RECORDS FOR PROCESSING:
//! Federated identity ↔ local account reconciliation.
//!
//! Three cases, evaluated in order: the federated subject is already
//! bound to an account (plain login); an account exists with the same
//! email (link); neither (create). Linking treats the identity provider
//! as authoritative for email ownership, so `email_verified` is forced
//! on — the existing password hash, if any, is left untouched.

use chrono::Utc;
use gatekey_core::error::CoreError;
use gatekey_core::models::user::{CreateUser, Role, UpdateUser, User};
use gatekey_core::repository::UserRepository;
use tracing::info;

use crate::error::AuthError;
use crate::federation::FederatedAssertionClaims;

/// Result of reconciling a federated assertion with local accounts.
#[derive(Debug)]
pub struct LinkOutcome {
    pub user: User,
    /// A brand-new account was created for this assertion.
    pub is_new_user: bool,
    /// The assertion was attached to a pre-existing password account.
    pub linked: bool,
}

pub struct AccountLinker<U: UserRepository> {
    users: U,
}

impl<U: UserRepository> AccountLinker<U> {
    pub fn new(users: U) -> Self {
        Self { users }
    }

    /// Resolve a verified assertion to a local account, creating or
    /// linking as needed.
    ///
    /// A deactivated account answers `InvalidCredentials` with no
    /// write — not even `last_login_at` moves.
    pub async fn authenticate_federated(
        &self,
        claims: &FederatedAssertionClaims,
    ) -> Result<LinkOutcome, AuthError> {
        // Case (a): subject already bound — ordinary login.
        match self.users.get_by_federated_id(&claims.subject).await {
            Ok(user) => {
                if !user.active {
                    return Err(AuthError::InvalidCredentials);
                }
                let user = self
                    .users
                    .update(
                        user.id,
                        UpdateUser {
                            last_login_at: Some(Utc::now()),
                            ..Default::default()
                        },
                    )
                    .await?;
                return Ok(LinkOutcome {
                    user,
                    is_new_user: false,
                    linked: false,
                });
            }
            Err(CoreError::NotFound { .. }) => {}
            Err(e) => return Err(e.into()),
        }

        // Case (b): email collision — link onto the existing account.
        // A deactivated account is rejected before the link writes
        // anything.
        match self.users.get_by_email(&claims.email).await {
            Ok(user) => {
                if !user.active {
                    return Err(AuthError::InvalidCredentials);
                }
                let user = self
                    .users
                    .update(
                        user.id,
                        UpdateUser {
                            federated_id: Some(Some(claims.subject.clone())),
                            email_verified: Some(true),
                            last_login_at: Some(Utc::now()),
                            ..Default::default()
                        },
                    )
                    .await?;
                info!(user_id = %user.id, "Linked federated identity to existing account");
                return Ok(LinkOutcome {
                    user,
                    is_new_user: false,
                    linked: true,
                });
            }
            Err(CoreError::NotFound { .. }) => {}
            Err(e) => return Err(e.into()),
        }

        // Case (c): first sight — create a federated-only account.
        let user = self
            .users
            .create(CreateUser {
                email: claims.email.clone(),
                password_hash: None,
                federated_id: Some(claims.subject.clone()),
                display_name: claims.display_name.clone(),
                email_verified: true,
                role: Role::Member,
            })
            .await?;
        info!(user_id = %user.id, "Created account from federated identity");

        Ok(LinkOutcome {
            user,
            is_new_user: true,
            linked: false,
        })
    }

    /// Attach a federated identity to a specific account.
    ///
    /// The assertion's email must match `expected_email`
    /// (case-insensitively); a mismatch writes nothing. A subject
    /// already bound to a different account is likewise rejected
    /// without a write.
    pub async fn link_explicit(
        &self,
        user_id: uuid::Uuid,
        claims: &FederatedAssertionClaims,
        expected_email: &str,
    ) -> Result<User, AuthError> {
        if !claims.email.eq_ignore_ascii_case(expected_email.trim()) {
            return Err(AuthError::EmailMismatch);
        }

        match self.users.get_by_federated_id(&claims.subject).await {
            Ok(owner) if owner.id != user_id => {
                return Err(AuthError::Validation(
                    "federated identity is already linked to another account".into(),
                ));
            }
            Ok(_) | Err(CoreError::NotFound { .. }) => {}
            Err(e) => return Err(e.into()),
        }

        let user = self
            .users
            .update(
                user_id,
                UpdateUser {
                    federated_id: Some(Some(claims.subject.clone())),
                    email_verified: Some(true),
                    ..Default::default()
                },
            )
            .await?;

        Ok(user)
    }

    /// Detach the federated identity from an account.
    ///
    /// Requires a password to remain — clearing the only credential
    /// would lock the account out. Does not revoke sessions; that is
    /// the caller's explicit choice.
    pub async fn unlink(&self, user_id: uuid::Uuid) -> Result<User, AuthError> {
        let user = self.users.get_by_id(user_id).await?;

        if user.password_hash.is_none() {
            return Err(AuthError::NoAlternateAuth);
        }

        let user = self
            .users
            .update(
                user_id,
                UpdateUser {
                    federated_id: Some(None),
                    ..Default::default()
                },
            )
            .await?;

        Ok(user)
    }
}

ABOUT THIS EXERCISE: Write out the entire listing above once more. Keep it exact.

ANSWER TO THE PROBLEM:
//! Federated identity ↔ local account reconciliation.
//!
//! Three cases, evaluated in order: the federated subject is already
//! bound to an account (plain login); an account exists with the same
//! email (link); neither (create). Linking treats the identity provider
//! as authoritative for email ownership, so `email_verified` is forced
//! on — the existing password hash, if any, is left untouched.

use chrono::Utc;
use gatekey_core::error::CoreError;
use gatekey_core::models::user::{CreateUser, Role, UpdateUser, User};
use gatekey_core::repository::UserRepository;
use tracing::info;

use crate::error::AuthError;
use crate::federation::FederatedAssertionClaims;

/// Result of reconciling a federated assertion with local accounts.
#[derive(Debug)]
pub struct LinkOutcome {
    pub user: User,
    /// A brand-new account was created for this assertion.
    pub is_new_user: bool,
    /// The assertion was attached to a pre-existing password account.
    pub linked: bool,
}

pub struct AccountLinker<U: UserRepository> {
    users: U,
}

impl<U: UserRepository> AccountLinker<U> {
    pub fn new(users: U) -> Self {
        Self { users }
    }

    /// Resolve a verified assertion to a local account, creating or
    /// linking as needed.
    ///
    /// A deactivated account answers `InvalidCredentials` with no
    /// write — not even `last_login_at` moves.
    pub async fn authenticate_federated(
        &self,
        claims: &FederatedAssertionClaims,
    ) -> Result<LinkOutcome, AuthError> {
        // Case (a): subject already bound — ordinary login.
        match self.users.get_by_federated_id(&claims.subject).await {
            Ok(user) => {
                if !user.active {
                    return Err(AuthError::InvalidCredentials);
                }
                let user = self
                    .users
                    .update(
                        user.id,
                        UpdateUser {
                            last_login_at: Some(Utc::now()),
                            ..Default::default()
                        },
                    )
                    .await?;
                return Ok(LinkOutcome {
                    user,
                    is_new_user: false,
                    linked: false,
                });
            }
            Err(CoreError::NotFound { .. }) => {}
            Err(e) => return Err(e.into()),
        }

        // Case (b): email collision — link onto the existing account.
        // A deactivated account is rejected before the link writes
        // anything.
        match self.users.get_by_email(&claims.email).await {
            Ok(user) => {
                if !user.active {
                    return Err(AuthError::InvalidCredentials);
                }
                let user = self
                    .users
                    .update(
                        user.id,
                        UpdateUser {
                            federated_id: Some(Some(claims.subject.clone())),
                            email_verified: Some(true),
                            last_login_at: Some(Utc::now()),
                            ..Default::default()
                        },
                    )
                    .await?;
                info!(user_id = %user.id, "Linked federated identity to existing account");
                return Ok(LinkOutcome {
                    user,
                    is_new_user: false,
                    linked: true,
                });
            }
            Err(CoreError::NotFound { .. }) => {}
            Err(e) => return Err(e.into()),
        }

        // Case (c): first sight — create a federated-only account.
        let user = self
            .users
            .create(CreateUser {
                email: claims.email.clone(),
                password_hash: None,
                federated_id: Some(claims.subject.clone()),
                display_name: claims.display_name.clone(),
                email_verified: true,
                role: Role::Member,
            })
            .await?;
        info!(user_id = %user.id, "Created account from federated identity");

        Ok(LinkOutcome {
            user,
            is_new_user: true,
            linked: false,
        })
    }

    /// Attach a federated identity to a specific account.
    ///
    /// The assertion's email must match `expected_email`
    /// (case-insensitively); a mismatch writes nothing. A subject
    /// already bound to a different account is likewise rejected
    /// without a write.
    pub async fn link_explicit(
        &self,
        user_id: uuid::Uuid,
        claims: &FederatedAssertionClaims,
        expected_email: &str,
    ) -> Result<User, AuthError> {
        if !claims.email.eq_ignore_ascii_case(expected_email.trim()) {
            return Err(AuthError::EmailMismatch);
        }

        match self.users.get_by_federated_id(&claims.subject).await {
            Ok(owner) if owner.id != user_id => {
                return Err(AuthError::Validation(
                    "federated identity is already linked to another account".into(),
                ));
            }
            Ok(_) | Err(CoreError::NotFound { .. }) => {}
            Err(e) => return Err(e.into()),
        }

        let user = self
            .users
            .update(
                user_id,
                UpdateUser {
                    federated_id: Some(Some(claims.subject.clone())),
                    email_verified: Some(true),
                    ..Default::default()
                },
            )
            .await?;

        Ok(user)
    }

    /// Detach the federated identity from an account.
    ///
    /// Requires a password to remain — clearing the only credential
    /// would lock the account out. Does not revoke sessions; that is
    /// the caller's explicit choice.
    pub async fn unlink(&self, user_id: uuid::Uuid) -> Result<User, AuthError> {
        let user = self.users.get_by_id(user_id).await?;

        if user.password_hash.is_none() {
            return Err(AuthError::NoAlternateAuth);
        }

        let user = self
            .users
            .update(
                user_id,
                UpdateUser {
                    federated_id: Some(None),
                    ..Default::default()
                },
            )
            .await?;

        Ok(user)
    }
}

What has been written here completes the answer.